J’ai une sainte horreur du MacDo, et plus particulièrement de l’odeur qu’il laisse de manière très persistante sur les doigts, dans la voiture, dans la maison, sans compter qu’on en vient à détester sa propre haleine.  En revanche, je suis une inconditionnelle des VRAIS burgers américains, quasiment introuvables en France.

 

Lorsque nous vivions à Napa, le challenge était de trouver le « best burger ever », le meilleur burger de la région. Pour cela nous écumions les diners (restaurants typiquement américains comme l’on peut en voir dans les films) à la recherche du « mythe burger ». Nous en avons bien trouvé de très bons, de très mauvais aussi, il nous est même arrivé d’être malades après un passage dans un diner aux conditions sanitaires douteuses.

 

Il a fallu que j’attente de revenir deux ans après avoir quitté la Napa, pour enfin trouver le salut : le Red Rock Café à Napa.
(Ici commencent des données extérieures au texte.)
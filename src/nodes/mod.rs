//! Verwaltung der extern besessenen Marker-/Mesh-Ressourcen eines Sampling-Durchlaufs.
//!
//! Der Kern kennt nur opake Handles. Erzeugen und Zerstören übernimmt die
//! Host-Anwendung über [`MarkerHost`]; `NodeSet` merkt sich die Handles und
//! ersetzt sie als Einheit.

use crate::core::KernelResult;
use crate::geometry::{LanePair, LanePoints};
use crate::mesh::StripMesh;
use std::fmt;

/// Schnittstelle zur Host-Szene, die Marker und Meshes tatsächlich anlegt.
pub trait MarkerHost {
    /// Opakes Handle eines Markers
    type Marker;
    /// Opakes Handle eines Meshes
    type Mesh;

    /// Legt einen Marker für ein Spurpunkt-Paar an.
    fn create_marker(&mut self, pair: &LanePair) -> Self::Marker;
    /// Zerstört einen Marker.
    fn destroy_marker(&mut self, marker: Self::Marker);
    /// Übernimmt ein fertiges Mesh in die Szene.
    fn create_mesh(&mut self, mesh: StripMesh) -> Self::Mesh;
    /// Entfernt ein Mesh aus der Szene.
    fn destroy_mesh(&mut self, mesh: Self::Mesh);
}

/// Handles der aktuell erzeugten Marker und des Meshes.
pub struct NodeSet<H: MarkerHost> {
    markers: Vec<H::Marker>,
    mesh: Option<H::Mesh>,
    generation: u64,
}

impl<H: MarkerHost> fmt::Debug for NodeSet<H>
where
    H::Marker: fmt::Debug,
    H::Mesh: fmt::Debug,
{
    fn fmt(&self, f: &mut fmt::Formatter<'_>) -> fmt::Result {
        f.debug_struct("NodeSet")
            .field("markers", &self.markers)
            .field("mesh", &self.mesh)
            .field("generation", &self.generation)
            .finish()
    }
}

impl<H: MarkerHost> Default for NodeSet<H> {
    fn default() -> Self {
        Self::new()
    }
}

impl<H: MarkerHost> NodeSet<H> {
    /// Leerer Zustand ohne Handles.
    pub fn new() -> Self {
        Self {
            markers: Vec::new(),
            mesh: None,
            generation: 0,
        }
    }

    /// Ersetzt Marker und Mesh durch neue aus `lanes`.
    ///
    /// Ablauf:
    /// 1. Mesh bauen (rein, kann fehlschlagen; dann bleibt alles unverändert)
    /// 2. alle alten Marker und das alte Mesh zerstören
    /// 3. neue Marker anlegen, Mesh übergeben, Handles speichern
    ///
    /// Ein Aufrufer sieht nie eine Mischung aus alten und neuen Handles.
    pub fn regenerate(&mut self, host: &mut H, lanes: &LanePoints) -> KernelResult<()> {
        let mesh = StripMesh::from_lanes(lanes)?;

        self.clear(host);

        let markers: Vec<H::Marker> = lanes
            .pairs()
            .map(|pair| host.create_marker(&pair))
            .collect();
        let mesh = host.create_mesh(mesh);

        self.markers = markers;
        self.mesh = Some(mesh);
        self.generation += 1;

        log::debug!(
            "NodeSet neu erzeugt: {} Marker (Generation {})",
            self.markers.len(),
            self.generation
        );
        Ok(())
    }

    /// Zerstört alle Marker und das Mesh. Ohne Handles wirkungslos.
    pub fn clear(&mut self, host: &mut H) {
        if self.is_empty() {
            return;
        }
        let count = self.markers.len();
        for marker in self.markers.drain(..) {
            host.destroy_marker(marker);
        }
        if let Some(mesh) = self.mesh.take() {
            host.destroy_mesh(mesh);
        }
        log::debug!("NodeSet geleert: {} Marker zerstört", count);
    }

    /// `true` wenn weder Marker noch Mesh gehalten werden.
    pub fn is_empty(&self) -> bool {
        self.markers.is_empty() && self.mesh.is_none()
    }

    /// Anzahl gehaltener Marker.
    pub fn marker_count(&self) -> usize {
        self.markers.len()
    }

    /// `true` wenn ein Mesh gehalten wird.
    pub fn has_mesh(&self) -> bool {
        self.mesh.is_some()
    }

    /// Gehaltene Marker-Handles in Spur-Reihenfolge.
    pub fn markers(&self) -> &[H::Marker] {
        &self.markers
    }

    /// Gehaltenes Mesh-Handle.
    pub fn mesh(&self) -> Option<&H::Mesh> {
        self.mesh.as_ref()
    }

    /// Anzahl abgeschlossener Neuerzeugungen.
    pub fn generation(&self) -> u64 {
        self.generation
    }
}

#[cfg(test)]
mod tests;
Il fallait bien sacrifier à la tradition Ce sont Elan et Julien, des amis Napalais, qui nous ont fait découvrir ce petit diner.

 

Il faut dire que l’endroit ne paye pas de mine, mais bien souvent, ce sont les lieux improbables qui cachent les meilleures surprises. Je ne fus pas déçue !

 

En entrant, l’œil est attiré par les enseignes lumineuses et les banderoles publicitaires pour de la bière ou du whisky, exposées sur le mur derrière le bar. Le cadre est très simple mais convivial. De toutes façons, ce n’est pas un diner chic que nous venons chercher ce soir. La serveuse, souriante, nous laisse nous assoir une table recouverte d’une toile cirée à carreaux rouges et blancs et nous tend des menus : Burgers en tous genres.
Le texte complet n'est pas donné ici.